The task
Every line of the records below that holds the word "RemoteService" belongs in the answer.

Records from a dataset:
####

/*
 * Copyright (c) 2023.
 *
 * This software is free software;
 *
 * You can redistribute it or modify it under terms of the MIT, Apache License or Zlib license
 */

/// `\x89PNG\r\n\x1a\n` read as a big endian u64
pub const PNG_SIGNATURE: u64 = u64::from_be_bytes([137, 80, 78, 71, 13, 10, 26, 10]);

/// Length + chunk type + crc
pub const CHUNK_OVERHEAD: usize = 12;

pub const IHDR_LENGTH: usize = 13;

/// The inflate size hint is at most this many times the compressed length
pub const SIZE_HINT_RATIO: usize = 8;

/// Upper bound on the inflate size hint, the output grows past it on demand
pub const MAX_SIZE_HINT: usize = 1 << 26;

/// Extra room the inflate output limit allows past a complete image
pub const INFLATE_LIMIT_SLACK: usize = 1 << 16;
/*
 * Copyright (c) 2023.
 *
 * This software is free software;
 *
 * You can redistribute it or modify it under terms of the MIT, Apache License or Zlib license
 */

//! Errors possible when decoding a png
use core::fmt::{Debug, Display, Formatter};

use zune_inflate::errors::InflateDecodeErrors;

/// Errors that can occur when decoding a png image
///
/// Every variant is terminal, the decoder never hands out
/// a partially decoded image.
pub enum PngDecodeErrors
{
    /// The first eight bytes are not the png magic bytes
    InvalidSignature,
    /// A chunk declared more bytes than the buffer holds
    ///
    /// Fields are the chunk type, bytes requested and bytes left
    TruncatedInput([u8; 4], usize, usize),
    /// The image uses Adam7 interlacing
    InterlacedUnsupported,
    /// The image is an indexed (palette) image
    PaletteUnsupported,
    /// The image colour type is neither RGB nor RGBA
    UnsupportedColorType(u8),
    /// The image bit depth is not 8
    UnsupportedBitDepth(u8),
    /// zlib stream inside the IDAT chunks is corrupt
    DecompressionFailed(InflateDecodeErrors),
    /// Unknown scanline filter, fields are the filter byte and row
    UnsupportedFilter(u8, usize),
    /// IHDR chunk is malformed
    BadIhdr(&'static str),
    /// An image data or end chunk appeared before IHDR
    MissingHeader,
    /// The buffer ended before the IEND chunk
    MissingEndChunk,
    /// Dimension exceeds configured limit, fields are the dimension name,
    /// the limit and the value found
    TooLargeDimensions(&'static str, usize, usize),
    /// The decompressed stream is shorter than the image needs,
    /// fields are bytes expected and bytes found
    TooSmallImageData(usize, usize),
    /// Stored chunk CRC does not match the computed one
    BadCrc(u32, u32),
    /// Generic message
    Generic(&'static str)
}

impl Debug for PngDecodeErrors
{
    fn fmt(&self, f: &mut Formatter<'_>) -> core::fmt::Result
    {
        match self
        {
            Self::InvalidSignature => writeln!(f, "Bad PNG signature, not a png"),
            Self::TruncatedInput(chunk, requested, remaining) =>
            {
                let name = core::str::from_utf8(chunk).unwrap_or("XXXX");
                writeln!(
                    f,
                    "Not enough bytes for chunk {name}, bytes requested are {requested}, but bytes present are {remaining}"
                )
            }
            Self::InterlacedUnsupported => writeln!(f, "Interlaced images are not supported"),
            Self::PaletteUnsupported => writeln!(f, "Indexed (palette) images are not supported"),
            Self::UnsupportedColorType(color) =>
            {
                writeln!(f, "Unsupported color type {color}, only RGB(2) and RGBA(6) are supported")
            }
            Self::UnsupportedBitDepth(depth) =>
            {
                writeln!(f, "Unsupported bit depth {depth}, only 8 bit images are supported")
            }
            Self::DecompressionFailed(err) => writeln!(f, "Could not decompress image data {err:?}"),
            Self::UnsupportedFilter(filter, row) =>
            {
                writeln!(f, "Unknown filter {filter} on scanline {row}")
            }
            Self::BadIhdr(reason) => writeln!(f, "Bad IHDR, {reason}"),
            Self::MissingHeader => writeln!(f, "Image data found before IHDR, corrupt PNG"),
            Self::MissingEndChunk => writeln!(f, "No IEND chunk found, corrupt or truncated PNG"),
            Self::TooLargeDimensions(dimension, expected, found) =>
            {
                writeln!(
                    f,
                    "Too large dimensions for {dimension}, {found} exceeds {expected}"
                )
            }
            Self::TooSmallImageData(expected, found) =>
            {
                writeln!(f, "Not enough pixels, expected {expected} but found {found}")
            }
            Self::BadCrc(expected, found) =>
            {
                writeln!(f, "CRC does not match, expected {expected} but found {found}")
            }
            Self::Generic(reason) => writeln!(f, "{reason}")
        }
    }
}

impl Display for PngDecodeErrors
{
    fn fmt(&self, f: &mut Formatter<'_>) -> core::fmt::Result
    {
        writeln!(f, "{:?}", self)
    }
}

impl std::error::Error for PngDecodeErrors {}

impl From<&'static str> for PngDecodeErrors
{
    fn from(value: &'static str) -> Self
    {
        Self::Generic(value)
    }
}

impl From<InflateDecodeErrors> for PngDecodeErrors
{
    fn from(value: InflateDecodeErrors) -> Self
    {
        Self::DecompressionFailed(value)
    }
}
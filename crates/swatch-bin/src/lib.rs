/*
 * Copyright (c) 2023.
 *
 * This software is free software;
 *
 * You can redistribute it or modify it under terms of the MIT, Apache License or Zlib license
 */

use std::process::exit;

use log::error;

use crate::workflow::run_from_cmd;

mod cmd_args;
mod cmd_parsers;
mod serde;
mod workflow;

pub fn main() {
    let cmd = cmd_args::create_cmd_args();
    let options = cmd.get_matches();

    cmd_parsers::global_options::setup_logger(&options);

    let parsed_opts = cmd_parsers::global_options::parse_options(&options);

    let runtime = match tokio::runtime::Builder::new_multi_thread().enable_all().build() {
        Ok(runtime) => runtime,
        Err(err) => {
            error!("Could not start async runtime, reason {:?}", err);
            exit(-1);
        }
    };

    let failures = runtime.block_on(run_from_cmd(&options, &parsed_opts));

    if failures != 0 {
        println!();
        error!(" Could not process {failures} input(s)");
        println!();
        exit(-1);
    }
}
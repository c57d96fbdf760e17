/*
 * Copyright (c) 2023.
 *
 * This software is free software;
 *
 * You can redistribute it or modify it under terms of the MIT, Apache License or Zlib license
 */

use std::time::Duration;

use clap::parser::ValueSource;
use clap::ArgMatches;
use log::{info, Level};
use swatch_image::swatch_png::PngOptions;
use swatch_image::FetchOptions;

/// What to do with every decoded input
#[derive(Debug, Copy, Clone, Eq, PartialEq)]
pub enum Operation {
    Describe,
    Mean,
    Probe
}

#[derive(Debug, Clone)]
pub struct CmdOptions {
    pub operation:     Operation,
    pub png_options:   PngOptions,
    pub fetch_options: FetchOptions
}

impl CmdOptions {
    pub fn new() -> CmdOptions {
        CmdOptions {
            operation:     Operation::Describe,
            png_options:   PngOptions::default(),
            fetch_options: FetchOptions::default()
        }
    }
}

pub fn parse_options(options: &ArgMatches) -> CmdOptions {
    let mut cmd_options = CmdOptions::new();

    if options.get_flag("mean") {
        cmd_options.operation = Operation::Mean;
    } else if options.get_flag("probe") {
        cmd_options.operation = Operation::Probe;
    }
    info!("Operation: {:?}", cmd_options.operation);

    // both have defaults
    let width = options.get_one::<usize>("max-width").copied().unwrap_or(1 << 17);
    let height = options.get_one::<usize>("max-height").copied().unwrap_or(1 << 17);

    cmd_options.png_options = cmd_options
        .png_options
        .set_max_width(width)
        .set_max_height(height);

    if options.value_source("verify-crc") == Some(ValueSource::CommandLine) {
        info!("Verifying chunk checksums");
        cmd_options.png_options = cmd_options.png_options.set_confirm_crc(true);
    }

    if let Some(seconds) = options.get_one::<u64>("timeout") {
        info!("Setting request timeout to {seconds} seconds");
        cmd_options.fetch_options = cmd_options
            .fetch_options
            .set_timeout(Some(Duration::from_secs(*seconds)));
    }
    cmd_options
}

/// Set up logging options
pub fn setup_logger(options: &ArgMatches) {
    let log_level;

    if options.get_flag("debug") {
        log_level = Level::Debug;
    } else if options.get_flag("trace") {
        log_level = Level::Trace;
    } else if options.get_flag("warn") {
        log_level = Level::Warn
    } else if options.get_flag("info") {
        log_level = Level::Info;
    } else {
        log_level = Level::Warn;
    }

    if let Err(err) = simple_logger::init_with_level(log_level) {
        eprintln!("Could not initialize logger: {err}");
        return;
    }

    info!("Initialized logger");
    info!("Log level :{}", log_level);
}
fn main() {
    swatch_bin::main()
}
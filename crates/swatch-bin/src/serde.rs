use serde::ser::SerializeStruct;
use serde::{Serialize, Serializer};
use swatch_image::swatch_png::PngInfo;

/// Image metadata as printed by `--probe`
pub struct Metadata<'a>
{
    source: &'a str,
    info:   PngInfo
}

impl<'a> Metadata<'a>
{
    pub fn new(source: &'a str, info: PngInfo) -> Metadata<'a>
    {
        Metadata { source, info }
    }
}

impl<'a> Serialize for Metadata<'a>
{
    fn serialize<S>(&self, serializer: S) -> Result<S::Ok, S::Error>
    where
        S: Serializer
    {
        let mut state = serializer.serialize_struct("ImageMetadata", 7)?;

        state.serialize_field("source", self.source)?;
        state.serialize_field("width", &self.info.width)?;
        state.serialize_field("height", &self.info.height)?;
        state.serialize_field("depth", &self.info.depth)?;
        state.serialize_field("color", &self.info.color.to_int())?;
        state.serialize_field("channels", &self.info.components())?;
        state.serialize_field("interlaced", &self.info.interlaced)?;

        state.end()
    }
}

#[cfg(test)]
mod tests
{
    use swatch_image::swatch_png::{PngColor, PngInfo};

    use super::Metadata;

    #[test]
    fn serializes_header_fields()
    {
        let info = PngInfo {
            width:      3,
            height:     2,
            depth:      8,
            color:      PngColor::RGB,
            interlaced: false
        };
        let value = serde_json::to_value(Metadata::new("a.png", info)).unwrap();

        assert_eq!(value["source"], "a.png");
        assert_eq!(value["width"], 3);
        assert_eq!(value["height"], 2);
        assert_eq!(value["color"], 2);
        assert_eq!(value["channels"], 3);
        assert_eq!(value["interlaced"], false);
    }
}
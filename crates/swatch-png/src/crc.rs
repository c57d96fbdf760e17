//! CRC-32 as used by png chunks (ISO 3309 / ITU-T V.42),
//! computed over the chunk type and chunk data.

const CRC_TABLE: [u32; 256] = make_table();

const fn make_table() -> [u32; 256]
{
    let mut table = [0_u32; 256];
    let mut n = 0;

    while n < 256
    {
        let mut c = n as u32;
        let mut k = 0;

        while k < 8
        {
            if c & 1 == 1
            {
                c = 0xEDB8_8320 ^ (c >> 1);
            }
            else
            {
                c >>= 1;
            }
            k += 1;
        }
        table[n] = c;
        n += 1;
    }
    table
}

/// Update a running crc with `data`.
///
/// Start with `u32::MAX` and invert the final value.
pub fn crc32_update(data: &[u8], mut crc: u32) -> u32
{
    for byte in data
    {
        crc = CRC_TABLE[usize::from((crc as u8) ^ byte)] ^ (crc >> 8);
    }
    crc
}

/// Compute the crc of a chunk type followed by its data
pub fn chunk_crc(chunk_type: &[u8; 4], data: &[u8]) -> u32
{
    !crc32_update(data, crc32_update(chunk_type, u32::MAX))
}
/*
 * Copyright (c) 2023.
 *
 * This software is free software;
 *
 * You can redistribute it or modify it under terms of the MIT, Apache License or Zlib license
 */

use swatch_png::PngImage;

/// Average colour of an image, each channel rounded to the nearest integer
pub fn mean_color(image: &PngImage) -> [u8; 4]
{
    mean_of_pixels(image.data())
}

/// Per channel mean of RGBA pixels, halves round up.
///
/// Returns all zeros for an empty slice.
#[allow(clippy::cast_possible_truncation)]
pub fn mean_of_pixels(pixels: &[[u8; 4]]) -> [u8; 4]
{
    if pixels.is_empty()
    {
        return [0; 4];
    }
    let mut sums = [0_u64; 4];

    for pixel in pixels
    {
        for (sum, channel) in sums.iter_mut().zip(pixel)
        {
            *sum += u64::from(*channel);
        }
    }
    let len = pixels.len() as u64;

    // mean of u8 values always fits in u8
    sums.map(|sum| ((sum + len / 2) / len) as u8)
}
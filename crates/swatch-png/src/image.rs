/*
 * Copyright (c) 2023.
 *
 * This software is free software;
 *
 * You can redistribute it or modify it under terms of the MIT, Apache License or Zlib license
 */

use crate::decoder::PngInfo;

/// A decoded image, metadata plus row major RGBA pixels
#[derive(Debug, Clone, Eq, PartialEq)]
pub struct PngImage
{
    info:   PngInfo,
    pixels: Vec<[u8; 4]>
}

impl PngImage
{
    pub fn new(info: PngInfo, pixels: Vec<[u8; 4]>) -> PngImage
    {
        PngImage { info, pixels }
    }

    pub const fn info(&self) -> &PngInfo
    {
        &self.info
    }

    pub const fn width(&self) -> u32
    {
        self.info.width
    }

    pub const fn height(&self) -> u32
    {
        self.info.height
    }

    pub const fn depth(&self) -> u8
    {
        self.info.depth
    }

    /// Colour type byte of the source image (2 for RGB, 6 for RGBA)
    pub const fn color(&self) -> u8
    {
        self.info.color.to_int()
    }

    /// Pixels in row major order, always four channels
    pub fn data(&self) -> &[[u8; 4]]
    {
        &self.pixels
    }

    pub fn into_data(self) -> Vec<[u8; 4]>
    {
        self.pixels
    }
}
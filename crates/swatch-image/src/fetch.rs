/*
 * Copyright (c) 2023.
 *
 * This software is free software;
 *
 * You can redistribute it or modify it under terms of the MIT, Apache License or Zlib license
 */

//! Byte acquisition, turning an address into the raw file contents
use std::future::Future;
use std::time::Duration;

use log::{debug, trace};

use crate::errors::AcquireErrors;
use crate::source::Source;

/// Something that can resolve an address into bytes
pub trait Fetch
{
    fn fetch(&self, address: &str) -> impl Future<Output = Result<Vec<u8>, AcquireErrors>> + Send;
}

/// Options for remote fetches
#[derive(Debug, Clone, Eq, PartialEq)]
pub struct FetchOptions
{
    user_agent: String,
    timeout:    Option<Duration>
}

impl Default for FetchOptions
{
    fn default() -> Self
    {
        FetchOptions {
            user_agent: concat!("swatch/", env!("CARGO_PKG_VERSION")).to_string(),
            timeout:    None
        }
    }
}

impl FetchOptions
{
    pub fn set_user_agent(mut self, user_agent: impl Into<String>) -> Self
    {
        self.user_agent = user_agent.into();
        self
    }
    /// Bound the total time of a request, no limit by default
    pub fn set_timeout(mut self, timeout: Option<Duration>) -> Self
    {
        self.timeout = timeout;
        self
    }
    pub fn user_agent(&self) -> &str
    {
        &self.user_agent
    }
    pub const fn timeout(&self) -> Option<Duration>
    {
        self.timeout
    }
}

/// Fetches `https://` urls
pub struct HttpsFetcher
{
    client: reqwest::Client
}

impl HttpsFetcher
{
    pub fn new(options: &FetchOptions) -> Result<HttpsFetcher, AcquireErrors>
    {
        let mut builder = reqwest::Client::builder()
            .user_agent(options.user_agent.clone())
            .https_only(true);

        if let Some(timeout) = options.timeout
        {
            builder = builder.timeout(timeout);
        }
        Ok(HttpsFetcher {
            client: builder.build()?
        })
    }
}

impl Fetch for HttpsFetcher
{
    async fn fetch(&self, address: &str) -> Result<Vec<u8>, AcquireErrors>
    {
        trace!("GET {address}");

        let response = self.client.get(address).send().await?;
        let bytes = read_response(response).await?;

        debug!("Fetched {} bytes from {address}", bytes.len());

        Ok(bytes)
    }
}

/// Collect the body of `response`, statuses outside 2xx are errors
pub async fn read_response(response: reqwest::Response) -> Result<Vec<u8>, AcquireErrors>
{
    let response = response.error_for_status()?;

    Ok(response.bytes().await?.to_vec())
}

/// Reads local files
#[derive(Debug, Default, Copy, Clone)]
pub struct FileFetcher;

impl Fetch for FileFetcher
{
    async fn fetch(&self, address: &str) -> Result<Vec<u8>, AcquireErrors>
    {
        let bytes = tokio::fs::read(address).await?;

        debug!("Read {} bytes from {address}", bytes.len());

        Ok(bytes)
    }
}

/// Resolve a parsed source with the fetcher matching its scheme
pub async fn acquire(source: &Source, options: &FetchOptions) -> Result<Vec<u8>, AcquireErrors>
{
    match source
    {
        Source::Https(url) => HttpsFetcher::new(options)?.fetch(url).await,
        Source::File(path) => FileFetcher.fetch(path).await
    }
}
//! Platform input events and the ordered output event stream.

use std::sync::Arc;

use tokio::sync::mpsc;
use tracing::{debug, trace};

use crate::adv::{AdvFailure, AdvSessionId, Phy};
use crate::gatt::{RemoteService, RequestId, Status};
use crate::state::StateCell;
use crate::{ConnState, DeviceId, PeripheralState, Uuid};

/// Event reported by the platform.
#[derive(Clone, Debug, Eq, PartialEq)]
#[non_exhaustive]
pub enum Event {
    Adapter(AdapterEvent),
    Server(ServerEvent),
    Client(ClientEvent),
}

impl From<AdapterEvent> for Event {
    #[inline]
    fn from(e: AdapterEvent) -> Self {
        Self::Adapter(e)
    }
}

impl From<ServerEvent> for Event {
    #[inline]
    fn from(e: ServerEvent) -> Self {
        Self::Server(e)
    }
}

impl From<ClientEvent> for Event {
    #[inline]
    fn from(e: ClientEvent) -> Self {
        Self::Client(e)
    }
}

/// Adapter-level event.
#[derive(Clone, Debug, Eq, PartialEq)]
#[non_exhaustive]
pub enum AdapterEvent {
    /// Radio state changed.
    RadioStateChanged(crate::platform::RadioState),
    /// Outcome of [`crate::platform::Adapter::start_advertising`].
    AdvertisingStarted {
        id: AdvSessionId,
        result: Result<(), AdvFailure>,
    },
}

/// GATT server callback.
#[derive(Clone, Debug, Eq, PartialEq)]
#[non_exhaustive]
pub enum ServerEvent {
    ConnectionStateChange {
        device: DeviceId,
        name: Option<String>,
        status: Status,
        new_state: ConnState,
    },
    CharacteristicReadRequest {
        device: DeviceId,
        request_id: RequestId,
        offset: u16,
        characteristic: Uuid,
    },
    CharacteristicWriteRequest {
        device: DeviceId,
        request_id: RequestId,
        characteristic: Uuid,
        prepared_write: bool,
        response_needed: bool,
        offset: u16,
        value: Vec<u8>,
    },
    DescriptorReadRequest {
        device: DeviceId,
        request_id: RequestId,
        offset: u16,
        characteristic: Uuid,
        descriptor: Uuid,
    },
    DescriptorWriteRequest {
        device: DeviceId,
        request_id: RequestId,
        characteristic: Uuid,
        descriptor: Uuid,
        prepared_write: bool,
        response_needed: bool,
        offset: u16,
        value: Vec<u8>,
    },
    ExecuteWrite {
        device: DeviceId,
        request_id: RequestId,
        execute: bool,
    },
    MtuChanged {
        device: DeviceId,
        mtu: u16,
    },
    NotificationSent {
        device: DeviceId,
        status: Status,
    },
    ServiceAdded {
        status: Status,
        service: Uuid,
    },
    PhyUpdate {
        device: DeviceId,
        tx_phy: Phy,
        rx_phy: Phy,
        status: Status,
    },
}

/// Mirror client callback.
#[derive(Clone, Debug, Eq, PartialEq)]
#[non_exhaustive]
pub enum ClientEvent {
    ConnectionStateChange {
        device: DeviceId,
        status: Status,
        new_state: ConnState,
    },
    ServicesDiscovered {
        device: DeviceId,
        status: Status,
        services: Vec<RemoteService>,
    },
    DescriptorWrite {
        device: DeviceId,
        characteristic: Uuid,
        descriptor: Uuid,
        status: Status,
    },
    CharacteristicChanged {
        device: DeviceId,
        characteristic: Uuid,
        value: Vec<u8>,
    },
}

/// Event published to the application.
#[derive(Clone, Debug, Eq, PartialEq)]
pub enum PeripheralEvent {
    StateChanged(PeripheralState),
    Gatt(GattEvent),
}

/// GATT activity observed by the server and mirror client engines. The
/// serialized form is a map with an `"event"` key naming the variant.
#[derive(Clone, Debug, Eq, PartialEq, serde::Serialize)]
#[non_exhaustive]
#[serde(tag = "event")]
pub enum GattEvent {
    #[serde(rename_all = "camelCase")]
    ConnectionStateChange {
        device: DeviceId,
        status: Status,
        new_state: ConnState,
    },
    #[serde(rename_all = "camelCase")]
    CharacteristicReadRequest {
        device: DeviceId,
        request_id: RequestId,
        offset: u16,
        characteristic: Uuid,
    },
    #[serde(rename_all = "camelCase")]
    CharacteristicWriteRequest {
        device: DeviceId,
        request_id: RequestId,
        characteristic: Uuid,
        prepared_write: bool,
        response_needed: bool,
        offset: u16,
        value: Vec<u8>,
    },
    #[serde(rename_all = "camelCase")]
    NotificationReceived {
        device: DeviceId,
        characteristic: Uuid,
        value: Vec<u8>,
    },
}

/// Publisher side of the event stream. State changes are written to the
/// shared cell before they are published.
#[derive(Debug)]
pub(crate) struct Sink {
    tx: mpsc::UnboundedSender<PeripheralEvent>,
    state: Arc<StateCell>,
}

impl Sink {
    /// Creates a new event stream.
    pub fn new(state: Arc<StateCell>) -> (Self, Events) {
        let (tx, rx) = mpsc::unbounded_channel();
        (Self { tx, state }, Events(rx))
    }

    /// Returns the current state.
    #[cfg(test)]
    #[inline]
    pub fn state(&self) -> PeripheralState {
        self.state.get()
    }

    /// Updates and publishes the peripheral state. Repeated values are
    /// published as well.
    pub fn set_state(&self, s: PeripheralState) {
        debug!("Peripheral state: {s}");
        self.state.set(s);
        self.send(PeripheralEvent::StateChanged(s));
    }

    /// Publishes a GATT event.
    #[inline]
    pub fn gatt(&self, e: GattEvent) {
        self.send(PeripheralEvent::Gatt(e));
    }

    fn send(&self, e: PeripheralEvent) {
        if let Err(e) = self.tx.send(e) {
            trace!("Event dropped: {:?}", e.0);
        }
    }
}

/// Receiver of peripheral events in publication order.
#[derive(Debug)]
pub struct Events(mpsc::UnboundedReceiver<PeripheralEvent>);

impl Events {
    /// Receives the next event. Returns [`None`] after the peripheral is
    /// dropped.
    #[inline]
    pub async fn recv(&mut self) -> Option<PeripheralEvent> {
        self.0.recv().await
    }

    /// Returns the next event if one is immediately available.
    #[inline]
    pub fn try_recv(&mut self) -> Option<PeripheralEvent> {
        self.0.try_recv().ok()
    }

    /// Returns all immediately available events.
    pub fn drain(&mut self) -> Vec<PeripheralEvent> {
        std::iter::from_fn(|| self.try_recv()).collect()
    }
}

####

Output
use crate::gatt::{RemoteService, RequestId, Status};
        services: Vec<RemoteService>,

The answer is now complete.